[Start of Attachment]

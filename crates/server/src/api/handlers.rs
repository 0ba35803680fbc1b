use axum::{extract::State, Json};
use serde::Serialize;
use std::sync::Arc;

use helmwatch_core::SanitizedConfig;

use crate::metrics;
use crate::state::AppState;

#[derive(Serialize)]
pub struct HealthResponse {
    pub status: String,
}

pub async fn health() -> Json<HealthResponse> {
    Json(HealthResponse {
        status: "ok".to_string(),
    })
}

pub async fn get_config(State(state): State<Arc<AppState>>) -> Json<SanitizedConfig> {
    Json(state.sanitized_config())
}

/// Prometheus scrape endpoint. Gauges derived from pipeline status are
/// refreshed here so they are current at scrape time.
pub async fn get_metrics(State(state): State<Arc<AppState>>) -> String {
    let status = state.orchestrator().status().await;
    metrics::update_from_status(&status);

    use prometheus::Encoder;
    let encoder = prometheus::TextEncoder::new();
    let mut buffer = Vec::new();
    if let Err(e) = encoder.encode(&metrics::REGISTRY.gather(), &mut buffer) {
        tracing::error!("Failed to encode metrics: {}", e);
        return String::new();
    }
    String::from_utf8(buffer).unwrap_or_default()
}
pub mod admission;
pub mod config;
pub mod detect;
pub mod enrich;
pub mod event;
pub mod orchestrator;
pub mod queue;
pub mod report;
pub mod testing;
pub mod worker;

pub use config::{
    load_config, load_config_from_str, validate_config, Config, ConfigError, SanitizedConfig,
};
pub use orchestrator::{
    AdmitOutcome, OrchestratorConfig, OrchestratorError, PipelineOrchestrator, PipelineState,
    StatusSnapshot,
};
//! SQLite-backed report store.

use std::path::Path;
use std::sync::Mutex;

use async_trait::async_trait;
use chrono::{DateTime, Utc};
use rusqlite::{params, Connection, OptionalExtension};

use crate::enrich::{
    EnrichError, PersistenceService, ReportFilter, ReportStatus, ViolationReport,
};

/// SQLite-backed implementation of [`PersistenceService`].
///
/// One row per `report_id`; status transitions overwrite in place so the
/// latest state of every report is queryable.
pub struct SqliteReportStore {
    conn: Mutex<Connection>,
}

impl SqliteReportStore {
    /// Open (creating if needed) the report database at `path`.
    pub fn new(path: &Path) -> Result<Self, EnrichError> {
        let conn =
            Connection::open(path).map_err(|e| EnrichError::Persistence(e.to_string()))?;
        Self::initialize_schema(&conn)?;
        Ok(Self {
            conn: Mutex::new(conn),
        })
    }

    /// In-memory store, useful for testing.
    pub fn in_memory() -> Result<Self, EnrichError> {
        let conn =
            Connection::open_in_memory().map_err(|e| EnrichError::Persistence(e.to_string()))?;
        Self::initialize_schema(&conn)?;
        Ok(Self {
            conn: Mutex::new(conn),
        })
    }

    fn initialize_schema(conn: &Connection) -> Result<(), EnrichError> {
        conn.execute_batch(
            r#"
            CREATE TABLE IF NOT EXISTS reports (
                report_id TEXT PRIMARY KEY,
                device_id TEXT NOT NULL,
                created_at TEXT NOT NULL,
                severity TEXT NOT NULL,
                summary TEXT NOT NULL,
                status TEXT NOT NULL,
                event TEXT NOT NULL,
                caption TEXT,
                narrative TEXT,
                snapshot TEXT,
                attempts INTEGER NOT NULL DEFAULT 0,
                error TEXT,
                updated_at TEXT NOT NULL
            );

            CREATE INDEX IF NOT EXISTS idx_reports_device ON reports(device_id);
            CREATE INDEX IF NOT EXISTS idx_reports_status ON reports(status);
            CREATE INDEX IF NOT EXISTS idx_reports_created_at ON reports(created_at DESC);
            "#,
        )
        .map_err(|e| EnrichError::Persistence(e.to_string()))?;
        Ok(())
    }

    fn lock_conn(&self) -> std::sync::MutexGuard<'_, Connection> {
        match self.conn.lock() {
            Ok(guard) => guard,
            Err(poisoned) => poisoned.into_inner(),
        }
    }

    fn row_to_report(row: &rusqlite::Row) -> rusqlite::Result<ViolationReport> {
        let report_id: String = row.get(0)?;
        let device_id: String = row.get(1)?;
        let created_at_str: String = row.get(2)?;
        let severity_json: String = row.get(3)?;
        let summary: String = row.get(4)?;
        let status_str: String = row.get(5)?;
        let event_json: String = row.get(6)?;
        let caption: Option<String> = row.get(7)?;
        let narrative_json: Option<String> = row.get(8)?;
        let snapshot_json: Option<String> = row.get(9)?;
        let attempts: u32 = row.get(10)?;
        let error: Option<String> = row.get(11)?;

        let created_at = DateTime::parse_from_rfc3339(&created_at_str)
            .map(|dt| dt.with_timezone(&Utc))
            .unwrap_or_else(|_| Utc::now());

        Ok(ViolationReport {
            report_id,
            device_id,
            created_at,
            severity: serde_json::from_str(&severity_json).unwrap_or(crate::detect::Severity::Low),
            summary,
            status: ReportStatus::parse(&status_str).unwrap_or(ReportStatus::Failed),
            event: serde_json::from_str(&event_json).map_err(|e| {
                rusqlite::Error::FromSqlConversionFailure(
                    6,
                    rusqlite::types::Type::Text,
                    Box::new(e),
                )
            })?,
            caption,
            narrative: narrative_json.and_then(|j| serde_json::from_str(&j).ok()),
            snapshot: snapshot_json.and_then(|j| serde_json::from_str(&j).ok()),
            attempts,
            error,
        })
    }
}

const SELECT_COLUMNS: &str = "report_id, device_id, created_at, severity, summary, status, \
     event, caption, narrative, snapshot, attempts, error";

#[async_trait]
impl PersistenceService for SqliteReportStore {
    async fn upsert(&self, report: &ViolationReport) -> Result<(), EnrichError> {
        let event_json = serde_json::to_string(&report.event)
            .map_err(|e| EnrichError::Persistence(e.to_string()))?;
        let severity_json = serde_json::to_string(&report.severity)
            .map_err(|e| EnrichError::Persistence(e.to_string()))?;
        let narrative_json = report
            .narrative
            .as_ref()
            .map(serde_json::to_string)
            .transpose()
            .map_err(|e| EnrichError::Persistence(e.to_string()))?;
        let snapshot_json = report
            .snapshot
            .as_ref()
            .map(serde_json::to_string)
            .transpose()
            .map_err(|e| EnrichError::Persistence(e.to_string()))?;

        let conn = self.lock_conn();
        conn.execute(
            r#"
            INSERT OR REPLACE INTO reports
                (report_id, device_id, created_at, severity, summary, status,
                 event, caption, narrative, snapshot, attempts, error, updated_at)
            VALUES (?1, ?2, ?3, ?4, ?5, ?6, ?7, ?8, ?9, ?10, ?11, ?12, ?13)
            "#,
            params![
                report.report_id,
                report.device_id,
                report.created_at.to_rfc3339(),
                severity_json,
                report.summary,
                report.status.as_str(),
                event_json,
                report.caption,
                narrative_json,
                snapshot_json,
                report.attempts,
                report.error,
                Utc::now().to_rfc3339(),
            ],
        )
        .map_err(|e| EnrichError::Persistence(e.to_string()))?;
        Ok(())
    }

    async fn set_status(
        &self,
        report_id: &str,
        status: ReportStatus,
        error: Option<&str>,
    ) -> Result<(), EnrichError> {
        let conn = self.lock_conn();
        let updated = conn
            .execute(
                "UPDATE reports SET status = ?1, error = ?2, updated_at = ?3 WHERE report_id = ?4",
                params![status.as_str(), error, Utc::now().to_rfc3339(), report_id],
            )
            .map_err(|e| EnrichError::Persistence(e.to_string()))?;

        if updated == 0 {
            return Err(EnrichError::Persistence(format!(
                "report not found: {}",
                report_id
            )));
        }
        Ok(())
    }

    async fn get(&self, report_id: &str) -> Result<Option<ViolationReport>, EnrichError> {
        let conn = self.lock_conn();
        conn.query_row(
            &format!(
                "SELECT {} FROM reports WHERE report_id = ?1",
                SELECT_COLUMNS
            ),
            params![report_id],
            Self::row_to_report,
        )
        .optional()
        .map_err(|e| EnrichError::Persistence(e.to_string()))
    }

    async fn list(&self, filter: &ReportFilter) -> Result<Vec<ViolationReport>, EnrichError> {
        let mut conditions: Vec<&str> = Vec::new();
        let mut params_vec: Vec<Box<dyn rusqlite::ToSql>> = Vec::new();

        if let Some(ref device_id) = filter.device_id {
            conditions.push("device_id = ?");
            params_vec.push(Box::new(device_id.clone()));
        }
        if let Some(status) = filter.status {
            conditions.push("status = ?");
            params_vec.push(Box::new(status.as_str().to_string()));
        }

        let where_clause = if conditions.is_empty() {
            String::new()
        } else {
            format!("WHERE {}", conditions.join(" AND "))
        };
        let limit_clause = filter
            .limit
            .map(|l| format!("LIMIT {}", l))
            .unwrap_or_default();

        let sql = format!(
            "SELECT {} FROM reports {} ORDER BY created_at DESC {}",
            SELECT_COLUMNS, where_clause, limit_clause
        );

        let conn = self.lock_conn();
        let mut stmt = conn
            .prepare(&sql)
            .map_err(|e| EnrichError::Persistence(e.to_string()))?;
        let rows = stmt
            .query_map(
                rusqlite::params_from_iter(params_vec.iter().map(|p| p.as_ref())),
                Self::row_to_report,
            )
            .map_err(|e| EnrichError::Persistence(e.to_string()))?;

        let mut reports = Vec::new();
        for row in rows {
            reports.push(row.map_err(|e| EnrichError::Persistence(e.to_string()))?);
        }
        Ok(reports)
    }
}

[End of Attachment]

Description of the task
Lines of the data above that include the string "caption" must each be copied.

Result
                caption TEXT,
        let caption: Option<String> = row.get(7)?;
            caption,
     event, caption, narrative, snapshot, attempts, error";
                 event, caption, narrative, snapshot, attempts, error, updated_at)
                report.caption,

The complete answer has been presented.